Dit feitencomplex is zozeer met de Nederlandse
sociaal-verzekeringsrechtelijke rechtsorde verweven dat de
Raad van oordeel is dat C. als "doorlener" dan wel
(onder)aannemer aansprakelijk gesteld kan worden voor
onbetaald gebleven premies van Z., de in Nederland
gevestigde uitlener dan wel (onder)onderaannemer.
Niet uitreiken premienota's aan Z.
Ter zitting heeft appellants gemachtigde betoogd dat
appellante voor een hoger bedrag aansprakelijk is gesteld dan
het totaal van de bedragen van de premienota's die aan Z.
zijn uitgereikt. Gedaagdes gemachtigden hebben deze stelling
ter zitting gemotiveerd bestreden.
De Raad stelt vast dat de betreffende stelling van appellante
niet eerder in onderhavige procedure naar voren is gebracht.

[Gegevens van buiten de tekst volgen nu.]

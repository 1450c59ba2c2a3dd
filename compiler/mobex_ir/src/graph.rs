//! Graph IR for one method body.
//!
//! # Architecture
//!
//! - **[`Graph`]**: owns a value arena, a node arena and the top-level
//!   [`Block`]. The top-level block always ends in a [`NodeKind::Return`].
//! - **[`Node`]**: one operation: kind, input and output values, nested
//!   blocks (for `If`), and optional source-range / call-stack metadata.
//! - **[`Block`]**: an ordered list of nodes with block inputs and outputs.
//!
//! Values are SSA: each [`ValueId`] is either a block input or the output of
//! exactly one node. Nodes live in the arena and blocks refer to them by
//! [`NodeId`], so a graph can be copied and rewritten without touching the
//! original.

mod builder;

use std::fmt;
use std::rc::Rc;

use crate::{Function, InlinedCallStack, SourceRange, TypeId, Value};

pub use builder::GraphBuilder;

// ── ID newtypes ─────────────────────────────────────────────────────

/// Value ID within one [`Graph`].
#[derive(Clone, Copy, Debug, PartialEq, Eq, Hash, PartialOrd, Ord)]
#[repr(transparent)]
pub struct ValueId(u32);

impl ValueId {
    #[inline]
    pub fn new(raw: u32) -> Self {
        Self(raw)
    }

    #[inline]
    pub fn raw(self) -> u32 {
        self.0
    }

    #[inline]
    pub fn index(self) -> usize {
        self.0 as usize
    }
}

/// Node ID within one [`Graph`].
#[derive(Clone, Copy, Debug, PartialEq, Eq, Hash, PartialOrd, Ord)]
#[repr(transparent)]
pub struct NodeId(u32);

impl NodeId {
    #[inline]
    pub fn new(raw: u32) -> Self {
        Self(raw)
    }

    #[inline]
    pub fn raw(self) -> u32 {
        self.0
    }

    #[inline]
    pub fn index(self) -> usize {
        self.0 as usize
    }
}

// ── Operators ───────────────────────────────────────────────────────

/// A registered operator: `aten::add` with overload `Tensor`.
#[derive(Clone, Debug, PartialEq, Eq, Hash, PartialOrd, Ord)]
pub struct OperatorName {
    pub name: String,
    /// Empty when the operator has no overloads.
    pub overload: String,
}

impl OperatorName {
    pub fn new(name: &str, overload: &str) -> Self {
        Self {
            name: name.to_owned(),
            overload: overload.to_owned(),
        }
    }
}

/// `name` or `name.overload`.
impl fmt::Display for OperatorName {
    fn fmt(&self, f: &mut fmt::Formatter<'_>) -> fmt::Result {
        if self.overload.is_empty() {
            f.write_str(&self.name)
        } else {
            write!(f, "{}.{}", self.name, self.overload)
        }
    }
}

// ── Nodes ───────────────────────────────────────────────────────────

/// What a node does.
#[derive(Clone, Debug)]
pub enum NodeKind {
    /// A literal. No inputs, one output.
    Constant(Value),
    /// A registered operator call. `vararg` operators receive their argument
    /// count at runtime.
    Operator { name: OperatorName, vararg: bool },
    /// Read attribute `name` of input 0.
    GetAttr { name: String },
    /// Write input 1 into attribute `name` of input 0.
    SetAttr { name: String },
    /// Call method `name` on input 0 with the remaining inputs.
    CallMethod { name: String },
    /// Call a free function.
    CallFunction { function: Rc<Function> },
    TupleConstruct,
    /// Output type is the named tuple.
    NamedTupleConstruct,
    /// Output type is the list type.
    ListConstruct,
    /// Inputs alternate key, value. Output type is the dict type.
    DictConstruct,
    /// Unpack input 0 into the outputs.
    ListUnpack,
    TupleSlice { begin: usize, end: usize },
    /// Allocate an instance of the output's class.
    CreateObject,
    IsInstance { types: Vec<TypeId> },
    Warn,
    /// Input 0 is the condition; blocks are `[then, else]`.
    If,
    /// Graph return; inputs are the graph outputs.
    Return,
}

impl NodeKind {
    /// Qualified kind name, as shown in diagnostics.
    pub fn kind_name(&self) -> &'static str {
        match self {
            NodeKind::Constant(_) => "prim::Constant",
            NodeKind::Operator { .. } => "aten::op",
            NodeKind::GetAttr { .. } => "prim::GetAttr",
            NodeKind::SetAttr { .. } => "prim::SetAttr",
            NodeKind::CallMethod { .. } => "prim::CallMethod",
            NodeKind::CallFunction { .. } => "prim::CallFunction",
            NodeKind::TupleConstruct => "prim::TupleConstruct",
            NodeKind::NamedTupleConstruct => "prim::NamedTupleConstruct",
            NodeKind::ListConstruct => "prim::ListConstruct",
            NodeKind::DictConstruct => "prim::DictConstruct",
            NodeKind::ListUnpack => "prim::ListUnpack",
            NodeKind::TupleSlice { .. } => "prim::TupleSlice",
            NodeKind::CreateObject => "prim::CreateObject",
            NodeKind::IsInstance { .. } => "prim::isinstance",
            NodeKind::Warn => "aten::warn",
            NodeKind::If => "prim::If",
            NodeKind::Return => "prim::Return",
        }
    }
}

/// One operation in a graph.
#[derive(Clone, Debug)]
pub struct Node {
    pub kind: NodeKind,
    pub inputs: Vec<ValueId>,
    pub outputs: Vec<ValueId>,
    /// Nested blocks (`If` only).
    pub blocks: Vec<Block>,
    pub source_range: Option<SourceRange>,
    /// Set by the inliner on nodes spliced in from a callee.
    pub callstack: Option<InlinedCallStack>,
}

impl Node {
    pub fn new(kind: NodeKind, inputs: Vec<ValueId>, outputs: Vec<ValueId>) -> Self {
        Self {
            kind,
            inputs,
            outputs,
            blocks: Vec::new(),
            source_range: None,
            callstack: None,
        }
    }

    /// The first `N` inputs, or `None` when the node has fewer.
    pub fn operands<const N: usize>(&self) -> Option<[ValueId; N]> {
        self.inputs.get(..N)?.try_into().ok()
    }

    /// The operator name, for operator nodes.
    pub fn operator_name(&self) -> Option<&OperatorName> {
        match &self.kind {
            NodeKind::Operator { name, .. } => Some(name),
            _ => None,
        }
    }
}

/// An ordered list of nodes.
#[derive(Clone, Debug, Default)]
pub struct Block {
    pub inputs: Vec<ValueId>,
    pub nodes: Vec<NodeId>,
    pub outputs: Vec<ValueId>,
}

/// Type and optional debug name of a value.
#[derive(Clone, Debug, PartialEq, Eq)]
pub struct ValueInfo {
    pub ty: TypeId,
    pub debug_name: Option<String>,
}

// ── Graph ───────────────────────────────────────────────────────────

/// One method body.
#[derive(Clone, Debug, Default)]
pub struct Graph {
    values: Vec<ValueInfo>,
    nodes: Vec<Node>,
    block: Block,
}

impl Graph {
    pub fn new() -> Self {
        Self::default()
    }

    /// Allocate a new value of type `ty`.
    #[expect(
        clippy::cast_possible_truncation,
        reason = "value counts never exceed u32"
    )]
    pub fn add_value(&mut self, ty: TypeId, debug_name: Option<String>) -> ValueId {
        let id = ValueId::new(self.values.len() as u32);
        self.values.push(ValueInfo { ty, debug_name });
        id
    }

    /// Allocate a node in the arena. The caller places it in a block.
    #[expect(
        clippy::cast_possible_truncation,
        reason = "node counts never exceed u32"
    )]
    pub fn add_node(&mut self, node: Node) -> NodeId {
        let id = NodeId::new(self.nodes.len() as u32);
        self.nodes.push(node);
        id
    }

    #[inline]
    pub fn value(&self, id: ValueId) -> &ValueInfo {
        &self.values[id.index()]
    }

    #[inline]
    pub fn value_ty(&self, id: ValueId) -> TypeId {
        self.values[id.index()].ty
    }

    #[inline]
    pub fn value_count(&self) -> usize {
        self.values.len()
    }

    #[inline]
    pub fn node(&self, id: NodeId) -> &Node {
        &self.nodes[id.index()]
    }

    #[inline]
    pub fn node_mut(&mut self, id: NodeId) -> &mut Node {
        &mut self.nodes[id.index()]
    }

    #[inline]
    pub fn node_count(&self) -> usize {
        self.nodes.len()
    }

    /// The top-level block.
    #[inline]
    pub fn block(&self) -> &Block {
        &self.block
    }

    #[inline]
    pub fn block_mut(&mut self) -> &mut Block {
        &mut self.block
    }

    /// Graph inputs (inputs of the top-level block).
    #[inline]
    pub fn inputs(&self) -> &[ValueId] {
        &self.block.inputs
    }

    /// The `Return` node ending the top-level block, if present.
    pub fn return_node(&self) -> Option<&Node> {
        let last = *self.block.nodes.last()?;
        let node = self.node(last);
        matches!(node.kind, NodeKind::Return).then_some(node)
    }

    /// Graph outputs: the inputs of the `Return` node.
    pub fn outputs(&self) -> &[ValueId] {
        match self.return_node() {
            Some(node) => &node.inputs,
            None => &[],
        }
    }

    /// The node defining `value`, if it is not a block input.
    pub fn producer(&self, value: ValueId) -> Option<NodeId> {
        self.nodes
            .iter()
            .position(|node| node.outputs.contains(&value))
            .map(|index| self.node_id_at(index))
    }

    #[expect(
        clippy::cast_possible_truncation,
        reason = "node counts never exceed u32"
    )]
    fn node_id_at(&self, index: usize) -> NodeId {
        debug_assert!(index < self.nodes.len());
        NodeId::new(index as u32)
    }

    /// All nodes reachable from the top-level block, in program order,
    /// including nodes inside nested blocks (after their owner).
    pub fn walk(&self) -> Vec<NodeId> {
        let mut order = Vec::with_capacity(self.nodes.len());
        self.walk_block(&self.block, &mut order);
        order
    }

    fn walk_block(&self, block: &Block, order: &mut Vec<NodeId>) {
        for &id in &block.nodes {
            order.push(id);
            for nested in &self.node(id).blocks {
                self.walk_block(nested, order);
            }
        }
    }
}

De Raad is van oordeel dat het in strijd met de beginselen van
goede procesorde zou zijn indien de Raad op deze in een veel
te laat stadium van de procedure voorgedragen grief in dit
geval thans nog acht zou slaan. Om die reden ziet de Raad geen
aanleiding tot nadere bespreking van deze grief van
appellante.
Schatting loonsom
Gedaagde is, nadat zij de administratie van Z. had
verworpen, overgegaan tot een schatting van de met de werken
van Z. gemoeide loonsom. Tegen deze schatting heeft
appellante verscheidene grieven aangevoerd.
Bruteren
Appellante heeft in dit verband allereerst aangevoerd dat het
onbegrijpelijk is dat de rechtbank in eerste instantie bij
uitspraak van 16 november 1994 het beroep met toepassing van
artikel 8:54 van de Algemene wet bestuursrecht (kennelijk)
gegrond heeft verklaard, omdat gedaagde het bruteren van
nettolonen onvoldoende zou hebben onderbouwd, terwijl de
rechtbank bij de aangevallen uitspraak zich met het bruteren
van nettolonen kon verenigen.
De Raad stelt vast dat de rechtbank bij uitspraak van 15
augustus 1995 het verzet van gedaagde tegen de uitspraak van
16 november 1994 gegrond heeft verklaard. Daarmee is vast
komen te staan dat, gelet op artikel 8:55, zevende lid, van de
Awb, de uitspraak van 16 november 1994 is vervallen. Nu voorts
ingevolge artikel 18, tweede lid, aanhef en onder b, van de
Beroepswet geen hoger beroep openstaat tegen de uitspraak van
15 augustus 1995, ziet de Raad geen aanleiding tot nadere
bespreking van deze grief van appellante.
Appellante heeft zich voorts op het standpunt gesteld dat
gedaagde niet gerechtigd was om tot bruteren over te gaan.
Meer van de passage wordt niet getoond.